Capony F, Morisset M, Barrett A J, Capony J P, Broquet P, Vignon F, Chambon M, Louisot P, Rochefort H
J Cell Biol. 1987 Feb;104(2):253-62. doi: 10.1083/jcb.104.2.253.
We have studied the posttranslational modifications of the 52-kD protein, an estrogen-regulated autocrine mitogen secreted by several human breast cancer cells in culture (Westley, B., and H. Rochefort, 1980, Cell, 20:353-362). The secreted 52-kD protein was found to be phosphorylated mostly (94%) on high-mannose N-linked oligosaccharide chains, and mannose-6-phosphate signals were identified. The phosphate signal was totally removed by alkaline phosphatase hydrolysis. The secreted 52-kD protein was partly taken up by MCF7 cells via mannose-6-phosphate receptors and processed into 48- and 34-kD protein moieties as with lysosomal hydrolases. By electron microscopy, immunoperoxidase staining revealed most of the reactive proteins in lysosomes. After complete purification by immunoaffinity chromatography, we identified both the secreted 52-kD protein and its processed cellular forms as aspartic and acidic proteinases specifically inhibited by pepstatin. The 52-kD protease is secreted in breast cancer cells under its inactive proenzyme form, which can be autoactivated at acidic pH with a slight decrease of molecular mass. The enzyme of breast cancer cells, when compared with cathepsin D(s) of normal tissue, was found to be similar in molecular weight, enzymatic activities (inhibitors, substrates, specific activities), and immunoreactivity. However, the 52-kD protein and its cellular processed forms of breast cancer cells were totally sensitive to endo-beta-N-acetylglucosaminidase H (Endo H), whereas several cellular cathepsin D(s) of normal tissue were partially Endo H-resistant. This difference, in addition to others concerning tissue distribution, mitogenic activity and hormonal regulation, strongly suggests that the 52-kD cathepsin D-like enzyme of breast cancer cells is different from previously described cathepsin D(s). The 52-kD estrogen-induced lysosomal proteinase may have important functions in facilitating the mammary cancer cells to proliferate, migrate, and metastasize.

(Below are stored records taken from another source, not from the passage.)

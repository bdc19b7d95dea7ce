//! Attach maneuver and live-stream lifecycle acceptance tests.

use crate::config::ViewerConfig;
use crate::model::{JobState, StatusEvent, ViewerError};
use crate::orchestrator::Orchestrator;
use crate::test_harness::*;

#[tokio::test]
async fn cold_attach_to_a_running_job() {
    let mut fx = fixture(FixtureSpec {
        events: vec![span_event(1, 1, 50)],
        state: JobState::Running,
        ..FixtureSpec::default()
    });

    fx.orchestrator.init().await.unwrap();

    // Bottom of stream, boundary armed one past the rendered range.
    assert_eq!(fx.orchestrator.engine().min_line(), 51);
    assert_eq!(view_lines(&fx.view).len(), 50);
    assert!(fx.orchestrator.scroll().at_bottom_edge());

    // A live subscription is established.
    assert!(fx.orchestrator.is_listening());
    assert_eq!(calls_matching(&fx.log, "feed.subscribe").len(), 1);

    // The surface was rebuilt from the last page.
    let rendered: Vec<String> = calls_matching(&fx.log, "render.");
    assert_eq!(rendered, ["render.clear", "render.append:50"]);
}

#[tokio::test]
async fn queued_job_starts_at_the_top_and_listens() {
    let mut fx = fixture(FixtureSpec {
        state: JobState::Pending,
        ..FixtureSpec::default()
    });

    fx.orchestrator.init().await.unwrap();

    assert!(fx.orchestrator.is_listening());
    assert!(!fx.orchestrator.engine().is_active());
    assert_eq!(calls_matching(&fx.log, "store.first").len(), 1);
    assert!(calls_matching(&fx.log, "render.").is_empty());

    // First live event: attaches lazily and renders straight away.
    fx.orchestrator
        .handle_job_event(span_event(1, 1, 1))
        .await
        .unwrap();

    assert!(fx.orchestrator.is_streaming());
    assert!(fx.orchestrator.engine().is_active());
    assert_eq!(view_lines(&fx.view), ["line 1"]);
    assert!(calls(&fx.log).contains(&"status.set:Running".to_string()));
}

#[tokio::test]
async fn concurrent_arrivals_share_a_single_attach() {
    let mut fx = fixture(FixtureSpec {
        events: line_events(50),
        state: JobState::Running,
        ..FixtureSpec::default()
    });

    fx.orchestrator.init().await.unwrap();
    let fetches_after_init = calls_matching(&fx.log, "store.last").len();
    assert_eq!(fetches_after_init, 1);

    for line in 51..=53 {
        fx.orchestrator
            .handle_job_event(span_event(line, line, line))
            .await
            .unwrap();
    }

    // Exactly one attach fetch beyond init, one subscription overall.
    assert_eq!(calls_matching(&fx.log, "store.last").len(), 2);
    assert_eq!(calls_matching(&fx.log, "feed.subscribe").len(), 1);
    assert_eq!(fx.orchestrator.engine().min_line(), 51);

    // The attach re-fetch must not duplicate already-rendered lines.
    let lines = view_lines(&fx.view);
    let dupes = lines.iter().filter(|line| *line == "line 50").count();
    assert_eq!(dupes, 1);
    assert_eq!(lines.last().map(String::as_str), Some("line 53"));

    // Live follow keeps the anchor paused against reactive fetches.
    assert!(fx.orchestrator.scroll().is_paused());
}

#[tokio::test]
async fn events_below_the_boundary_never_reach_the_surface() {
    let mut fx = fixture(FixtureSpec {
        events: vec![span_event(1, 1, 50)],
        state: JobState::Running,
        ..FixtureSpec::default()
    });

    fx.orchestrator.init().await.unwrap();

    // A replayed event from the already-rendered range...
    fx.orchestrator
        .handle_job_event(span_event(2, 30, 30))
        .await
        .unwrap();
    // ...and a genuinely new one.
    fx.orchestrator
        .handle_job_event(span_event(3, 51, 51))
        .await
        .unwrap();

    let appends = calls_matching(&fx.log, "render.append");
    assert_eq!(appends, ["render.append:50", "render.append:0", "render.append:1"]);

    let lines = view_lines(&fx.view);
    assert_eq!(lines.len(), 51);
    assert_eq!(lines.iter().filter(|line| *line == "line 30").count(), 1);
}

#[tokio::test]
async fn stream_stop_tears_down_and_dispatches_stats() {
    let mut fx = fixture(FixtureSpec {
        events: vec![span_event(1, 1, 50)],
        state: JobState::Running,
        ..FixtureSpec::default()
    });

    fx.orchestrator.init().await.unwrap();
    fx.orchestrator
        .handle_job_event(span_event(2, 51, 51))
        .await
        .unwrap();
    assert!(fx.orchestrator.engine().is_active());

    fx.orchestrator.handle_status_event(StatusEvent {
        state: JobState::Successful,
        finished: None,
    });

    assert!(!fx.orchestrator.engine().is_active());
    assert!(!fx.orchestrator.is_listening());
    assert!(!fx.orchestrator.scroll().is_paused());

    let log = calls(&fx.log);
    assert!(log.contains(&"status.update_stats".to_string()));
    assert!(log.contains(&"status.dispatch".to_string()));

    // Teardown is idempotent.
    fx.orchestrator.stop_listening();
    assert!(!fx.orchestrator.is_listening());
}

#[tokio::test]
async fn resubscribing_always_replaces_the_prior_subscription() {
    let mut fx = fixture(FixtureSpec {
        events: vec![span_event(1, 1, 50)],
        state: JobState::Running,
        ..FixtureSpec::default()
    });
    fx.orchestrator.init().await.unwrap();

    fx.orchestrator.start_listening().await.unwrap();
    fx.orchestrator.start_listening().await.unwrap();

    assert_eq!(calls_matching(&fx.log, "feed.subscribe").len(), 3);
    assert!(fx.orchestrator.is_listening());
}

#[tokio::test]
async fn fetch_failure_rejects_the_sequence_without_partial_state() {
    let log = call_log();
    let view = shared_view(20);
    let (feed, _publisher) = HarnessFeed::new(log.clone());
    let config = ViewerConfig {
        capacity: 100,
        page_size: 10,
        ..ViewerConfig::default()
    };

    let mut orchestrator = Orchestrator::new(
        Box::new(FailingStore),
        Box::new(HarnessViewport::new(view.clone())),
        Box::new(HarnessSurface::new(view.clone(), log.clone())),
        Box::new(ScriptedStatus::new(JobState::Running, log.clone())),
        Box::new(feed),
        &config,
    );

    let err = orchestrator.init().await.unwrap_err();
    assert!(matches!(err, ViewerError::Fetch(_)));

    // Surface and window accounting agree: nothing is materialized.
    assert!(view_lines(&view).is_empty());
    assert_eq!(orchestrator.page().rendered_lines(), 0);
    assert!(!orchestrator.is_listening());
}
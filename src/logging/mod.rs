//! Tracing subscriber initialization.
//!
//! The viewer core never draws its own diagnostics; logs go to a file the
//! host (or a `tail -f`) can watch. Respects `RUST_LOG`, defaulting to
//! `info`.

use std::path::{Path, PathBuf};
use thiserror::Error;

/// Error type for logging initialization failures.
#[derive(Debug, Error)]
pub enum LoggingError {
    /// Failed to create the log directory.
    #[error("failed to create log directory at {path:?}: {source}")]
    DirectoryCreation {
        /// The directory that could not be created.
        path: PathBuf,
        /// The underlying I/O error.
        #[source]
        source: std::io::Error,
    },

    /// The log path has no usable file name or parent directory.
    #[error("invalid log file path: {0:?}")]
    InvalidPath(PathBuf),

    /// A tracing subscriber was already installed.
    #[error("tracing subscriber already initialized")]
    SubscriberAlreadySet,
}

/// Initialize file-based tracing output.
///
/// Creates the log directory if needed, then installs a non-ANSI file
/// appender subscriber filtered by `RUST_LOG` (default `info`).
///
/// # Errors
///
/// [`LoggingError`] when the directory cannot be created, the path has no
/// file name, or a subscriber is already installed.
pub fn init(log_path: &Path) -> Result<(), LoggingError> {
    use tracing_subscriber::EnvFilter;

    if let Some(parent) = log_path.parent() {
        std::fs::create_dir_all(parent).map_err(|source| LoggingError::DirectoryCreation {
            path: parent.to_path_buf(),
            source,
        })?;
    }

    let file_name = log_path
        .file_name()
        .and_then(|name| name.to_str())
        .ok_or_else(|| LoggingError::InvalidPath(log_path.to_path_buf()))?;
    let directory = log_path
        .parent()
        .ok_or_else(|| LoggingError::InvalidPath(log_path.to_path_buf()))?;

    let appender = tracing_appender::rolling::never(directory, file_name);
    let env_filter = EnvFilter::try_from_default_env().unwrap_or_else(|_| EnvFilter::new("info"));

    tracing_subscriber::fmt()
        .with_env_filter(env_filter)
        .with_writer(appender)
        .with_ansi(false)
        .try_init()
        .map_err(|_| LoggingError::SubscriberAlreadySet)
}

#[cfg(test)]
mod tests {
    use super::*;
    use serial_test::serial;
    use std::fs;

    #[test]
    #[serial(tracing_init)]
    fn init_creates_missing_log_directory() {
        let test_dir = std::env::temp_dir().join("jolv_test_logs_create");
        let log_file = test_dir.join("jolv.log");
        let _ = fs::remove_dir_all(&test_dir);

        // Subscriber may already be set by another test; directory creation
        // happens regardless.
        let _ = init(&log_file);

        assert!(test_dir.exists());
        let _ = fs::remove_dir_all(&test_dir);
    }

    #[test]
    #[serial(tracing_init)]
    fn init_accepts_existing_directory() {
        let test_dir = std::env::temp_dir().join("jolv_test_logs_exists");
        let log_file = test_dir.join("jolv.log");
        let _ = fs::create_dir_all(&test_dir);

        let _ = init(&log_file);

        assert!(test_dir.exists());
        let _ = fs::remove_dir_all(&test_dir);
    }
}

我们研究了52-kD蛋白的翻译后修饰,该蛋白是一种雌激素调节的自分泌促有丝分裂原,由培养的几种人乳腺癌细胞分泌(韦斯特利,B.,和H. 罗什福尔,1980年,《细胞》,20:353 - 362)。发现分泌的52-kD蛋白大部分(94%)在高甘露糖型N-连接寡糖链上发生磷酸化,并鉴定出甘露糖-6-磷酸信号。磷酸信号通过碱性磷酸酶水解被完全去除。分泌的52-kD蛋白部分通过甘露糖-6-磷酸受体被MCF7细胞摄取,并像溶酶体水解酶一样被加工成48-kD和34-kD的蛋白部分。通过电子显微镜观察,免疫过氧化物酶染色显示溶酶体中有大部分反应性蛋白。通过免疫亲和层析完全纯化后,我们鉴定出分泌的52-kD蛋白及其加工后的细胞形式为天冬氨酸蛋白酶和酸性蛋白酶,它们被胃蛋白酶抑制剂特异性抑制。52-kD蛋白酶以无活性的酶原形式分泌到乳腺癌细胞中,在酸性pH下可自动激活,分子量略有降低。与正常组织的组织蛋白酶D相比,发现乳腺癌细胞的这种酶在分子量、酶活性(抑制剂、底物、比活性)和免疫反应性方面相似。然而,乳腺癌细胞的52-kD蛋白及其细胞加工形式对内切-β-N-乙酰葡糖胺糖苷酶H(Endo H)完全敏感,而正常组织的几种细胞组织蛋白酶D对Endo H有部分抗性。除了其他关于组织分布、促有丝分裂活性和激素调节的差异外,这一差异强烈表明乳腺癌细胞的52-kD组织蛋白酶D样酶与先前描述的组织蛋白酶D不同。52-kD雌激素诱导的溶酶体蛋白酶可能在促进乳腺癌细胞增殖、迁移和转移方面具有重要功能。